Naschmarkt has been a Vienna staple since the 16th century, where traders from all around brought their wares to sell in this capital of the Austrian Empire, especially milk bottles (Asch in german) and its central location as well as availability of wares keeps it a central market in the city and an attraction of the city.
The Naschmarkt in the 1900s (Wikipedia)
While going to the market is not something most tourist are recommended to do, a trip to Naschmarkt is actually part of the tourist recommendations when in the city (not dissimilar to La Boqueria in Barcelona).
Naschmarkt is made up of three parts, a restaurant section, the market section and the open air flea market that sells all sorts of second hand (usually antique) trinkets.
You can get special leaves if you want to too 😉
You can get all sorts of food in the restaurant section from stalls that mostly have quite a bit of history, as you’d expect though, the prices of food at these restaurant shave been marked up to take advantage of the large number of tourists visiting.
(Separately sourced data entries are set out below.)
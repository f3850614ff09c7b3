//! Filesystem primitives shared by the shoal crates.
//!
//! - `symlink` - platform symlink creation
//! - `replace_dir` - move a directory into place with a single rename
//! - `Workspace` - staging directory with commit-or-cleanup semantics

mod error;
mod workspace;

pub use error::{Error, Result, from_io};
pub use workspace::Workspace;

use std::path::Path;

/// Create a symbolic link at `link` pointing at `target`.
///
/// The target is written as given; it is not resolved or required to exist.
#[cfg(unix)]
pub fn symlink(target: impl AsRef<Path>, link: impl AsRef<Path>) -> Result<()> {
    std::os::unix::fs::symlink(target.as_ref(), link.as_ref()).map_err(error::from_io)
}

#[cfg(windows)]
pub fn symlink(target: impl AsRef<Path>, link: impl AsRef<Path>) -> Result<()> {
    let target = target.as_ref();
    let link = link.as_ref();
    let is_dir_target = target.is_dir() || target.to_string_lossy().ends_with('/');
    if is_dir_target {
        std::os::windows::fs::symlink_dir(target, link).map_err(error::from_io)
    } else {
        std::os::windows::fs::symlink_file(target, link).map_err(error::from_io)
    }
}

/// Move `src` over `dest` with a single rename, creating `dest`'s parent first.
///
/// Fails if `dest` already exists and is a non-empty directory; callers that
/// need merge semantics must clear the destination themselves.
pub fn replace_dir(src: impl AsRef<Path>, dest: impl AsRef<Path>) -> Result<()> {
    let src = src.as_ref();
    let dest = dest.as_ref();

    if let Some(parent) = dest.parent() {
        if !parent.exists() {
            std::fs::create_dir_all(parent).map_err(error::from_io)?;
        }
    }

    std::fs::rename(src, dest).map_err(error::from_io)
}
//! 随机无环迷宫生成
//!
//! 在 `width × height` 的格点区域上用随机深度优先生成一棵生成树，
//! 起点是区域下方的一个叶子（机器人朝北出发），终点随机取自其余叶子。

use super::maze::{SimError, SimMaze};
use maze_map::{Direction, Position};
use rand::Rng;
use rand::seq::SliceRandom;
use std::collections::BTreeSet;
use tracing::debug;

/// 生成随机树形迷宫
///
/// 起点固定在逻辑原点 `(0, 0)`；区域横向位置随机，使入口落在区域底边的某一列。
pub fn random_tree<R: Rng>(rng: &mut R, width: u8, height: u8) -> Result<SimMaze, SimError> {
    if !(1..=8).contains(&width) || !(1..=7).contains(&height) {
        return Err(SimError::InvalidSize { width, height });
    }
    let (w, h) = (width as i16, height as i16);
    let entry_column = rng.gen_range(0..w);
    let inside = |p: Position| {
        (-entry_column..w - entry_column).contains(&p.x) && (1..=h).contains(&p.y)
    };

    let start = Position::new(0, 0);
    let entry = Position::new(0, 1);
    let mut maze = SimMaze::new(start);
    maze.add_edge(start, Direction::North);

    let mut visited = BTreeSet::from([entry]);
    let mut stack = vec![entry];
    while let Some(&here) = stack.last() {
        let mut options: Vec<Direction> = Direction::ALL
            .into_iter()
            .filter(|&d| {
                let next = here.neighbor(d);
                inside(next) && !visited.contains(&next)
            })
            .collect();
        options.shuffle(rng);
        match options.first() {
            Some(&dir) => {
                let next = here.neighbor(dir);
                maze.add_edge(here, dir);
                visited.insert(next);
                stack.push(next);
            },
            None => {
                stack.pop();
            },
        }
    }

    let leaves: Vec<Position> = maze
        .nodes()
        .into_iter()
        .filter(|&p| p != start && maze.degree(p) == 1)
        .collect();
    // 区域只有入口一个节点时，入口就是叶子，因此 leaves 不会为空
    let finish = leaves.choose(rng).copied().unwrap_or(entry);
    maze.set_finish(Some(finish));

    debug!(
        width,
        height,
        edges = maze.edge_count(),
        leaves = leaves.len(),
        finish = %finish,
        "Generated random tree maze"
    );
    Ok(maze)
}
What caught my eye the most at Naschmarkt was however the bright colours at the grocery stands. In the late 18th century, a law stated that all vegetables and fruits brought into the city had to be sold in this market. The law is clearly not in place anymore but the legacy and available of fruits and vegetables continues, the sheer colour from the various fruits and vegetables available is just stunning.
Naschmarkt is also the location of a growing Chinatown, (one of a new series of Chinatowns that have grown in parts of Europe in recent years) on the two streets running parallel to the market are Chinese supermarkets and restaurants, a surprising location since traditional Chinatown’s in most European or American cities tend to be found in shady districts.
Definitely worth a check out in Vienna.